Mismatched is the hip fashion trend these days. (I’m certain the use of the word “hip” here shows how very out of touch I am with any current trends, though!) My girls separate socks I have perfectly paired together in an effort to express their personalities. Even shoes can be mismatched and look stylish if you know what you’re doing (at least my 4-year-old is able to pull it off)!
As I put the blue lid on the pink cup and insert a green straw, I can’t help but think of the ensembles my little girls are able to perfect. Attempting to disguise my lack of effort to hunt for a matching lid, I deliver juice to my daughter with a declaration that her cup is “mismatched”. Brown eyes light up with a smile that expresses her awe. I have to admit that I gave myself a good pat on the back.
Isn’t this something you’ve condemned your husband for doing?
Conviction has a way of creeping up on me. This helpful man I married receives a lashing of ungratefulness because my judgment of mismatched cups from his hands equates laziness as opposed to embracing a fad. He tries to tell me that there’s more than one way to get from point A to point B. And deep down, I know my way isn’t the only way but… good luck convincing me that it’s not the best way.
This is our marriage: A world of different perspectives, varying opinions, and alternative ways. Frustration is built from too many expectations. “Expectations kill relationships,” I read in Ann Voskamp's book, One Thousand Gifts. I must admit that they have endangered my marriage.
With marriages failing all around me, I’ve pulled out my magnifying glass to examine my own. Under honest scrutiny, I can see myself as the root of the problem. Just the other day, instead of counting gifts, I found myself adding up frustrations.
I’ve told him before that bread doesn’t go in the fridge! I yank the container out. Placing it on the counter, I find myself reflective. My new Lenten practice challenges me to count the gift of a husband who puts away leftovers, allowing me to exercise with friends. This challenges my skewed perspective.
Of course he forgot to relay our daughter’s request the night she asked him to so I could be certain to have her shirt ready! An altered perspective would be realizing it is much easier to point fingers in blame at his mistakes rather than the piles of dirty laundry I’ve been neglecting.
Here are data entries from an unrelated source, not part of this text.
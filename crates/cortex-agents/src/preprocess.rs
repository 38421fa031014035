//! Deterministic text preprocessing.
//!
//! Resolves date, time, priority and status cues (German and English) before
//! any model sees the text, so the structure agent receives hard values
//! instead of having to do calendar arithmetic.

use chrono::{Datelike, Duration, NaiveDate, NaiveDateTime, Utc};
use chrono_tz::Tz;
use regex::Regex;
use serde_json::{json, Value};
use std::sync::OnceLock;

#[derive(Debug, Clone, PartialEq, Eq)]
enum DateRule {
    /// Fixed day offset from the reference date.
    Relative(i64),
    /// Next occurrence of a weekday (0 = Monday), strictly in the future.
    Weekday(i64),
    /// Next Friday, inclusive of today.
    EndOfWeek,
    /// Last day of the current month.
    EndOfMonth,
}

const DATE_PATTERNS: &[(&str, DateRule)] = &[
    (r"\bheute\b", DateRule::Relative(0)),
    (r"\btoday\b", DateRule::Relative(0)),
    (r"\bübermorgen\b", DateRule::Relative(2)),
    (r"\bmorgen\b", DateRule::Relative(1)),
    (r"\btomorrow\b", DateRule::Relative(1)),
    (r"\bnächste woche\b", DateRule::Relative(7)),
    (r"\bin einer woche\b", DateRule::Relative(7)),
    (r"\bnext week\b", DateRule::Relative(7)),
    (r"\bnächsten montag\b", DateRule::Weekday(0)),
    (r"\bnächsten dienstag\b", DateRule::Weekday(1)),
    (r"\bnächsten mittwoch\b", DateRule::Weekday(2)),
    (r"\bnächsten donnerstag\b", DateRule::Weekday(3)),
    (r"\bnächsten freitag\b", DateRule::Weekday(4)),
    (r"\bnächsten samstag\b", DateRule::Weekday(5)),
    (r"\bnächsten sonntag\b", DateRule::Weekday(6)),
    (r"\bende der woche\b", DateRule::EndOfWeek),
    (r"\bend of week\b", DateRule::EndOfWeek),
    (r"\bende des monats\b", DateRule::EndOfMonth),
    (r"\bend of month\b", DateRule::EndOfMonth),
    (r"\bmontag\b", DateRule::Weekday(0)),
    (r"\bmonday\b", DateRule::Weekday(0)),
    (r"\bdienstag\b", DateRule::Weekday(1)),
    (r"\btuesday\b", DateRule::Weekday(1)),
    (r"\bmittwoch\b", DateRule::Weekday(2)),
    (r"\bwednesday\b", DateRule::Weekday(2)),
    (r"\bdonnerstag\b", DateRule::Weekday(3)),
    (r"\bthursday\b", DateRule::Weekday(3)),
    (r"\bfreitag\b", DateRule::Weekday(4)),
    (r"\bfriday\b", DateRule::Weekday(4)),
    (r"\bsamstag\b", DateRule::Weekday(5)),
    (r"\bsaturday\b", DateRule::Weekday(5)),
    (r"\bsonntag\b", DateRule::Weekday(6)),
    (r"\bsunday\b", DateRule::Weekday(6)),
];

const NAMED_TIMES: &[(&str, &str)] = &[
    (r"\bnachmittags?\b", "15:00"),
    (r"\bvormittags?\b", "10:00"),
    (r"\bmorgens\b", "08:00"),
    (r"\bmorning\b", "08:00"),
    (r"\bmittags?\b", "12:00"),
    (r"\bnoon\b", "12:00"),
    (r"\bafternoon\b", "15:00"),
    (r"\babends?\b", "18:00"),
    (r"\bevening\b", "18:00"),
    (r"\bnachts?\b", "22:00"),
    (r"\bnight\b", "22:00"),
    (r"\bfrüh\b", "07:00"),
    (r"\bfrueh\b", "07:00"),
    (r"\bearly\b", "07:00"),
    (r"\bspät\b", "20:00"),
    (r"\bspaet\b", "20:00"),
    (r"\blate\b", "20:00"),
];

const PRIORITY_HIGH: &[&str] = &[
    "dringend", "asap", "sofort", "wichtig", "urgent", "kritisch", "eilig",
];
const PRIORITY_LOW: &[&str] = &[
    "irgendwann", "wenn zeit", "niedrig", "low", "unwichtig", "someday",
];

#[derive(Debug, Clone)]
pub struct DateMatch {
    pub date: NaiveDate,
    pub original: String,
}

#[derive(Debug, Clone)]
pub struct TimeMatch {
    /// HH:MM
    pub time: String,
    pub original: String,
}

#[derive(Debug, Clone)]
pub struct PreprocessResult {
    pub resolved_date: Option<NaiveDate>,
    pub resolved_time: Option<String>,
    pub priority: i64,
    pub status: Option<String>,
    /// Human-readable trail of what matched, for prompt context and review.
    pub hints: serde_json::Map<String, Value>,
}

pub struct Preprocessor {
    reference: NaiveDateTime,
}

impl Preprocessor {
    pub fn new(reference: NaiveDateTime) -> Self {
        Self { reference }
    }

    /// Reference "now" in the configured local timezone.
    pub fn for_timezone(tz: Tz) -> Self {
        Self::new(Utc::now().with_timezone(&tz).naive_local())
    }

    pub fn reference_date(&self) -> NaiveDate {
        self.reference.date()
    }

    pub fn resolve_date(&self, text: &str) -> Option<DateMatch> {
        let lower = text.to_lowercase();
        let today = self.reference.date();

        for (pattern, rule) in DATE_PATTERNS {
            let re = cached_regex(pattern);
            let Some(m) = re.find(&lower) else {
                continue;
            };
            let date = match rule {
                DateRule::Relative(days) => today + Duration::days(*days),
                DateRule::Weekday(target) => {
                    let mut ahead = target - today.weekday().num_days_from_monday() as i64;
                    if ahead <= 0 {
                        ahead += 7;
                    }
                    today + Duration::days(ahead)
                }
                DateRule::EndOfWeek => {
                    let mut ahead = 4 - today.weekday().num_days_from_monday() as i64;
                    if ahead < 0 {
                        ahead += 7;
                    }
                    today + Duration::days(ahead)
                }
                DateRule::EndOfMonth => last_day_of_month(today),
            };
            return Some(DateMatch {
                date,
                original: m.as_str().to_string(),
            });
        }

        static IN_DAYS_RE: OnceLock<Regex> = OnceLock::new();
        let in_days = IN_DAYS_RE
            .get_or_init(|| Regex::new(r"\bin (\d+) (tagen?|days?|wochen?|weeks?)\b").unwrap());
        if let Some(caps) = in_days.captures(&lower) {
            let n: i64 = caps[1].parse().ok()?;
            let unit = &caps[2];
            let days = if unit.starts_with("woche") || unit.starts_with("week") {
                n * 7
            } else {
                n
            };
            return Some(DateMatch {
                date: today + Duration::days(days),
                original: caps[0].to_string(),
            });
        }

        static DMY_RE: OnceLock<Regex> = OnceLock::new();
        let dmy = DMY_RE.get_or_init(|| Regex::new(r"\b(\d{1,2})\.(\d{1,2})\.(\d{4})\b").unwrap());
        if let Some(caps) = dmy.captures(text) {
            if let Some(date) = NaiveDate::from_ymd_opt(
                caps[3].parse().ok()?,
                caps[2].parse().ok()?,
                caps[1].parse().ok()?,
            ) {
                return Some(DateMatch {
                    date,
                    original: caps[0].to_string(),
                });
            }
        }

        static YMD_RE: OnceLock<Regex> = OnceLock::new();
        let ymd = YMD_RE.get_or_init(|| Regex::new(r"\b(\d{4})-(\d{1,2})-(\d{1,2})\b").unwrap());
        if let Some(caps) = ymd.captures(text) {
            if let Some(date) = NaiveDate::from_ymd_opt(
                caps[1].parse().ok()?,
                caps[2].parse().ok()?,
                caps[3].parse().ok()?,
            ) {
                return Some(DateMatch {
                    date,
                    original: caps[0].to_string(),
                });
            }
        }

        None
    }

    pub fn resolve_time(&self, text: &str) -> Option<TimeMatch> {
        let lower = text.to_lowercase();

        // Explicit clock times take precedence over named tokens.
        static HHMM_RE: OnceLock<Regex> = OnceLock::new();
        let hhmm = HHMM_RE.get_or_init(|| Regex::new(r"\b(\d{1,2}):(\d{2})(?:\s*uhr)?\b").unwrap());
        if let Some(caps) = hhmm.captures(&lower) {
            let h: u32 = caps[1].parse().ok()?;
            let m: u32 = caps[2].parse().ok()?;
            if h <= 23 && m <= 59 {
                return Some(TimeMatch {
                    time: format!("{h:02}:{m:02}"),
                    original: caps[0].to_string(),
                });
            }
        }

        static HH_UHR_RE: OnceLock<Regex> = OnceLock::new();
        let hh_uhr = HH_UHR_RE.get_or_init(|| Regex::new(r"\b(\d{1,2})\s*uhr\b").unwrap());
        if let Some(caps) = hh_uhr.captures(&lower) {
            let h: u32 = caps[1].parse().ok()?;
            if h <= 23 {
                return Some(TimeMatch {
                    time: format!("{h:02}:00"),
                    original: caps[0].to_string(),
                });
            }
        }

        for (pattern, time) in NAMED_TIMES {
            let re = cached_regex(pattern);
            if let Some(m) = re.find(&lower) {
                return Some(TimeMatch {
                    time: (*time).to_string(),
                    original: m.as_str().to_string(),
                });
            }
        }

        None
    }

    pub fn resolve_priority(&self, text: &str) -> i64 {
        let lower = text.to_lowercase();
        if PRIORITY_HIGH.iter().any(|k| lower.contains(k)) {
            return 1;
        }
        if PRIORITY_LOW.iter().any(|k| lower.contains(k)) {
            return 3;
        }
        2
    }

    /// Category-scoped status. Returns None for categories without a status
    /// column (people, calendar_events).
    pub fn resolve_status(&self, text: &str, category: &str) -> Option<String> {
        let lower = text.to_lowercase();
        let table: &[(&str, &[&str])] = match category {
            "tasks" => &[
                ("next", &["als nächstes", "jetzt", "sofort anfangen", "next"]),
                ("waiting", &["warte auf", "wartend", "blocked", "blockiert"]),
                ("someday", &["irgendwann", "someday", "vielleicht", "maybe"]),
                ("done", &["erledigt", "done", "fertig", "abgeschlossen"]),
            ],
            "ideas" => &[("done", &["umgesetzt", "erledigt", "done"])],
            "projects" => &[
                ("on_hold", &["pausiert", "on hold", "pause"]),
                ("completed", &["abgeschlossen", "fertig", "completed"]),
                ("cancelled", &["abgebrochen", "cancelled", "storniert"]),
            ],
            _ => return None,
        };

        for (status, keywords) in table {
            if keywords.iter().any(|k| lower.contains(k)) {
                return Some((*status).to_string());
            }
        }

        Some(default_status(category).to_string())
    }

    pub fn preprocess(&self, text: &str, category: &str) -> PreprocessResult {
        let mut hints = serde_json::Map::new();

        let date = self.resolve_date(text);
        if let Some(ref d) = date {
            hints.insert("date".into(), json!(format!("{} -> {}", d.original, d.date)));
        }

        let time = self.resolve_time(text);
        if let Some(ref t) = time {
            hints.insert("time".into(), json!(format!("{} -> {}", t.original, t.time)));
        }

        let priority = self.resolve_priority(text);
        if priority != 2 {
            hints.insert("priority".into(), json!(priority));
        }

        let status = self.resolve_status(text, category);
        if let Some(ref s) = status {
            if s != "inbox" && s != "active" {
                hints.insert("status".into(), json!(s));
            }
        }

        PreprocessResult {
            resolved_date: date.map(|d| d.date),
            resolved_time: time.map(|t| t.time),
            priority,
            status,
            hints,
        }
    }

    /// Context map handed to the structure agent's prompt template.
    pub fn prompt_context(&self, text: &str, category: &str) -> serde_json::Map<String, Value> {
        let result = self.preprocess(text, category);

        // Calendar entries get a combined start instant, noon when no time
        // cue was found.
        let resolved_start_time = if category == "calendar_events" {
            result.resolved_date.map(|date| {
                let time = result.resolved_time.as_deref().unwrap_or("12:00");
                format!("{date}T{time}:00")
            })
        } else {
            None
        };

        let mut ctx = serde_json::Map::new();
        ctx.insert("text".into(), json!(text));
        ctx.insert(
            "current_date".into(),
            json!(self.reference.date().to_string()),
        );
        ctx.insert(
            "resolved_due_date".into(),
            result
                .resolved_date
                .map(|d| json!(d.to_string()))
                .unwrap_or(Value::Null),
        );
        ctx.insert(
            "resolved_time".into(),
            result.resolved_time.map(Value::from).unwrap_or(Value::Null),
        );
        ctx.insert(
            "resolved_start_time".into(),
            resolved_start_time.map(Value::from).unwrap_or(Value::Null),
        );
        ctx.insert("resolved_priority".into(), json!(result.priority));
        ctx.insert(
            "resolved_status".into(),
            result.status.map(Value::from).unwrap_or(Value::Null),
        );
        ctx.insert("preprocessing_hints".into(), Value::Object(result.hints));
        ctx
    }
}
Not to mention the fact that he handled bedtime once again as I headed out the door.
The list threatens to grow in length very quickly. Danger is ahead and I am keenly aware. In keeping the frustrations to myself, I give off the appearance of keeping the peace. After all, love covers a multitude of wrongs, right? One of many problems with this is that I wasn’t forgiving and forgetting. I was keeping score for an upcoming war!
My unsuspecting husband’s actions added another offense to my tally in the middle of my thoughts. “I am growing very frustrated with you.” I informed him in a calm tone surprising both of us. “It’s just a bunch of little things but I can feel them building up and I might just explode.”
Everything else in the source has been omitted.